The pooled salivary proteins from HV, BB, BC-I, and BC-II subjects of the retrospective cohort were analyzed by SDS-PAGE and subsequently lectin blotting as previously described (Qin et al., 2013 (link), Zhong et al., 2015 (link)). Briefly, For SDS-PAGE, samples were boiled for 4 min at 100 °C mixed with 5 × loading buffer, and run on a 10% polyacrylamide resolving gel and a 3% stacking gel. Molecular mass standards (Thermo Scientific, Waltham, USA) were run with all gels. Some gels were then stained directly with alkaline silver.
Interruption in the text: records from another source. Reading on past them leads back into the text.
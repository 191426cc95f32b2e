use crate::config::DafSettings;
use crate::models::{FilterQuery, Price, ShoeRecord};
use crate::services::scrape::{fan_out, ScrapeError};
use regex::Regex;
use reqwest::Client;
use serde::Deserialize;
use std::sync::{Arc, LazyLock};

/// Category ids listed under the boots section
const BOOT_CATEGORIES: [&str; 5] = ["148", "199", "314", "256", "259"];
const BOOT_LIST_PATH: &str = "product/list/303";
const ALL_LIST_PATH: &str = "product/list/all";

static TOTAL_PAGE_RE: LazyLock<Regex> = LazyLock::new(|| {
    Regex::new(r#"<input[^>]+type=['"]hidden['"][^>]+name=['"]totalpage['"][^>]+value=['"](\d+)['"][^>]*>"#)
        .expect("totalpage pattern")
});
static ITEM_LIST_RE: LazyLock<Regex> = LazyLock::new(|| {
    Regex::new(r"gtag\('event', 'view_item_list', \{[\s\S]+?\}\);").expect("view_item_list pattern")
});
static ITEMS_RE: LazyLock<Regex> =
    LazyLock::new(|| Regex::new(r#""items": \[([^\]]+)\]"#).expect("items pattern"));
static IMAGE_RE: LazyLock<Regex> = LazyLock::new(|| {
    Regex::new(r#"<source[^>]+srcset="([^"]+)"[^>]+id="pic(\d+_\d+)w""#).expect("image pattern")
});
static ANCHOR_RE: LazyLock<Regex> =
    LazyLock::new(|| Regex::new(r#"<a[^>]*alt="[^"]*"[^>]*href="([^"]+)""#).expect("anchor pattern"));
static PRODUCT_HREF_RE: LazyLock<Regex> =
    LazyLock::new(|| Regex::new(r"/product/show/(\d+)/(\d+)/").expect("product href pattern"));
static SIZE_BLOCK_RE: LazyLock<Regex> = LazyLock::new(|| {
    Regex::new(r#"<div[^>]+class=['"][^'"]*mini-box\s+sizeSel[^'"]*['"][^>]+btn=['"]ok['"][^>]*>.*?</div>"#)
        .expect("size block pattern")
});
static SPAN_RE: LazyLock<Regex> =
    LazyLock::new(|| Regex::new(r"<span>([^<]+)</span>").expect("span pattern"));
static COLOR_RE: LazyLock<Regex> = LazyLock::new(|| {
    Regex::new(r#"<div[^>]+class=['"][^'"]*mini-box\s+color\s+colorSel[^'"]*['"][^>]+title=['"]([^'"]+)['"][^>]*>"#)
        .expect("color pattern")
});

#[derive(Debug, Deserialize)]
struct ListItem {
    id: serde_json::Value,
    #[serde(default)]
    name: String,
    #[serde(default)]
    price: serde_json::Value,
}

/// D+AF catalog scraper
///
/// The shop filters server side with the same keys as `/filter`, so the
/// query is forwarded as-is and the listing and product pages are parsed.
#[derive(Clone)]
pub struct DafClient {
    client: Client,
    settings: Arc<DafSettings>,
    max_concurrency: usize,
}

impl DafClient {
    pub fn new(client: Client, settings: DafSettings, max_concurrency: usize) -> Self {
        Self {
            client,
            settings: Arc::new(settings),
            max_concurrency,
        }
    }

    pub async fn search(&self, query: &FilterQuery) -> Result<Vec<ShoeRecord>, ScrapeError> {
        tracing::info!(
            "D+AF filter - orderby: {}, size: {}, color: {}, heel: {}, category: {}",
            query.orderby,
            query.search_size,
            query.search_color,
            query.search_heel,
            query.search_cat
        );

        let filter = query.filter_string();
        let is_boot = is_boot_category(&query.search_cat);

        let first = self.fetch_page(&list_url(&self.settings.root_url, is_boot, 1, &filter)).await?;
        let total_pages = parse_total_pages(&first)?;
        tracing::info!("D+AF total pages: {}", total_pages);

        let mut shoes = parse_listing(&first, &self.settings.root_url);
        for page in 2..=total_pages {
            let html = self.fetch_page(&list_url(&self.settings.root_url, is_boot, page, &filter)).await?;
            shoes.extend(parse_listing(&html, &self.settings.root_url));
        }
        tracing::info!("D+AF listed {} items", shoes.len());

        self.fill_sizes_and_colors(&mut shoes).await;
        Ok(shoes)
    }

    async fn fetch_page(&self, url: &str) -> Result<String, ScrapeError> {
        tracing::debug!("D+AF GET {}", url);
        let response = self.client.get(url).send().await?;
        if !response.status().is_success() {
            return Err(ScrapeError::ApiError(format!("{} returned {}", url, response.status())));
        }
        Ok(response.text().await?)
    }

    async fn fill_sizes_and_colors(&self, shoes: &mut [ShoeRecord]) {
        let urls: Vec<String> = shoes.iter().map(|s| s.url.clone()).collect();

        let this = self.clone();
        let pages = fan_out(urls, self.max_concurrency, move |url| {
            let this = this.clone();
            async move {
                if url.is_empty() {
                    return Err(ScrapeError::InvalidResponse("product has no URL".to_string()));
                }
                this.fetch_page(&url).await
            }
        })
        .await;

        for (index, page) in pages {
            let shoe = &mut shoes[index];
            match page {
                Ok(html) => {
                    let sizes = parse_sizes(&html);
                    if sizes.is_empty() {
                        tracing::info!("D+AF no sizes for {}, likely sold out", shoe.name);
                    }
                    shoe.size = Some(sizes);
                    shoe.color = Some(parse_colors(&html));
                }
                Err(e) => tracing::warn!("D+AF product page for {} skipped: {}", shoe.name, e),
            }
        }
    }
}

fn is_boot_category(category: &str) -> bool {
    BOOT_CATEGORIES.contains(&category)
}

fn list_url(root: &str, is_boot: bool, page: u32, filter: &str) -> String {
    let path = if is_boot { BOOT_LIST_PATH } else { ALL_LIST_PATH };
    format!("{}/{}/{}?{}", root.trim_end_matches('/'), path, page, filter)
}

fn join_url(root: &str, href: &str) -> String {
    if href.starts_with("http://") || href.starts_with("https://") {
        href.to_string()
    } else {
        format!("{}/{}", root.trim_end_matches('/'), href.trim_start_matches('/'))
    }
}

fn parse_total_pages(html: &str) -> Result<u32, ScrapeError> {
    let caps = TOTAL_PAGE_RE
        .captures(html)
        .ok_or_else(|| ScrapeError::InvalidResponse("D+AF totalpage not found".to_string()))?;
    caps[1]
        .parse()
        .map_err(|_| ScrapeError::InvalidResponse(format!("D+AF totalpage {:?}", &caps[1])))
}

/// Items of one listing page with URL and image attached by item id
fn parse_listing(html: &str, root: &str) -> Vec<ShoeRecord> {
    let Some(block) = ITEM_LIST_RE.find(html) else {
        tracing::warn!("D+AF view_item_list not found");
        return vec![];
    };
    let Some(items) = ITEMS_RE.captures(block.as_str()) else {
        tracing::warn!("D+AF items not found");
        return vec![];
    };

    let items: Vec<ListItem> = match serde_json::from_str(&format!("[{}]", &items[1])) {
        Ok(items) => items,
        Err(e) => {
            tracing::warn!("D+AF items unreadable: {}", e);
            return vec![];
        }
    };

    let mut shoes: Vec<ShoeRecord> = items
        .into_iter()
        .map(|item| ShoeRecord {
            list_id: Some(value_text(&item.id)),
            name: item.name,
            price: Price::Text(value_text(&item.price)),
            image: String::new(),
            url: String::new(),
            size: None,
            color: None,
        })
        .collect();

    for caps in ANCHOR_RE.captures_iter(html) {
        let href = &caps[1];
        let Some(ids) = PRODUCT_HREF_RE.captures(href) else {
            continue;
        };
        let list_id = format!("{}_{}", &ids[1], &ids[2]);
        for shoe in shoes.iter_mut().filter(|s| s.list_id.as_deref() == Some(list_id.as_str())) {
            shoe.url = join_url(root, href);
        }
    }

    for caps in IMAGE_RE.captures_iter(html) {
        for shoe in shoes.iter_mut().filter(|s| s.list_id.as_deref() == Some(&caps[2])) {
            shoe.image = caps[1].to_string();
        }
    }

    shoes
}

fn parse_sizes(html: &str) -> Vec<String> {
    SIZE_BLOCK_RE
        .find_iter(html)
        .filter_map(|block| SPAN_RE.captures(block.as_str()).map(|c| c[1].to_string()))
        .collect()
}

fn parse_colors(html: &str) -> Vec<String> {
    COLOR_RE.captures_iter(html).map(|c| c[1].to_string()).collect()
}

fn value_text(value: &serde_json::Value) -> String {
    match value {
        serde_json::Value::String(s) => s.clone(),
        serde_json::Value::Null => String::new(),
        other => other.to_string(),
    }
}

#[cfg(test)]
mod tests {
    use super::*;

    const LISTING: &str = r#"<html><body>
<input type="hidden" name="totalpage" value="3">
<script>
gtag('event', 'view_item_list', {
  "item_list_name": "all",
  "items": [{"id": "1001_2", "name": "Pointed flats", "price": 1980}, {"id": "1002_1", "name": "Chelsea boots", "price": "2680"}]
});
</script>
<a class="pic" alt="Pointed flats" href="/product/show/1001/2/">flats</a>
<a class="pic" alt="Chelsea boots" href="/product/show/1002/1/">boots</a>
<picture><source media="(min-width: 1px)" srcset="https://img.test/1001_2.jpg" id="pic1001_2w"></picture>
</body></html>"#;

    const PRODUCT: &str = r#"<div class='mini-box color colorSel' title='Black'></div>
<div class='mini-box color colorSel' title='Caramel'></div>
<div class='mini-box sizeSel' btn='ok'><span>22.5</span></div>
<div class='mini-box sizeSel' btn='no'><span>23</span></div>
<div class='mini-box sizeSel' btn='ok'><span>24</span></div>"#;

    #[test]
    fn test_boot_categories_use_boot_path() {
        assert_eq!(
            list_url("https://www.daf-shoes.com/", true, 2, "searchCat=148"),
            "https://www.daf-shoes.com/product/list/303/2?searchCat=148"
        );
        assert_eq!(
            list_url("https://www.daf-shoes.com/", is_boot_category("12"), 1, "searchCat=12"),
            "https://www.daf-shoes.com/product/list/all/1?searchCat=12"
        );
        assert!(is_boot_category("259"));
    }

    #[test]
    fn test_total_pages() {
        assert_eq!(parse_total_pages(LISTING).unwrap(), 3);
        assert!(parse_total_pages("<html></html>").is_err());
    }

    #[test]
    fn test_parse_listing_joins_by_item_id() {
        let shoes = parse_listing(LISTING, "https://www.daf-shoes.com/");
        assert_eq!(shoes.len(), 2);

        assert_eq!(shoes[0].name, "Pointed flats");
        assert_eq!(shoes[0].price.to_string(), "1980");
        assert_eq!(shoes[0].url, "https://www.daf-shoes.com/product/show/1001/2/");
        assert_eq!(shoes[0].image, "https://img.test/1001_2.jpg");

        assert_eq!(shoes[1].price.to_string(), "2680");
        assert_eq!(shoes[1].image, "");
    }

    #[test]
    fn test_parse_sizes_only_available() {
        assert_eq!(parse_sizes(PRODUCT), vec!["22.5", "24"]);
        assert_eq!(parse_colors(PRODUCT), vec!["Black", "Caramel"]);
    }
}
For lectin blotting, the proteins in gels were then transferred to a PVDF membrane (Immobilon-P; Millipore Corp., Bedford, MA, U.S.A.) with a wet transfer unit (Hoefer Scientific) for 1.5 h at 32 mA. After transfer, the membranes were washed twice with TTBS (150 mM NaCl, 10 mM Tris-HCl, 0.05% v/v Tween20, pH 7.5) and then blocked for 1 h with Carbo-Free Blocking Solution (Vector, Burlingame, CA) at room temperature. The membranes were then washed again and incubated with Cy5 (GE Healthcare, Buckinghamshire, UK) labeled lectins (2 μg/mL in Carbo-Free Blocking Solution) with gentle shaking overnight at 4 °C in the dark. The membranes were then washed twice each for 10 min with TTBS and scanned by red fluorescence channel (635 nm excitation/650LP emission) with the voltage of 800 PMT using a phosphor imager (Storm 840, Molecular Dynamics).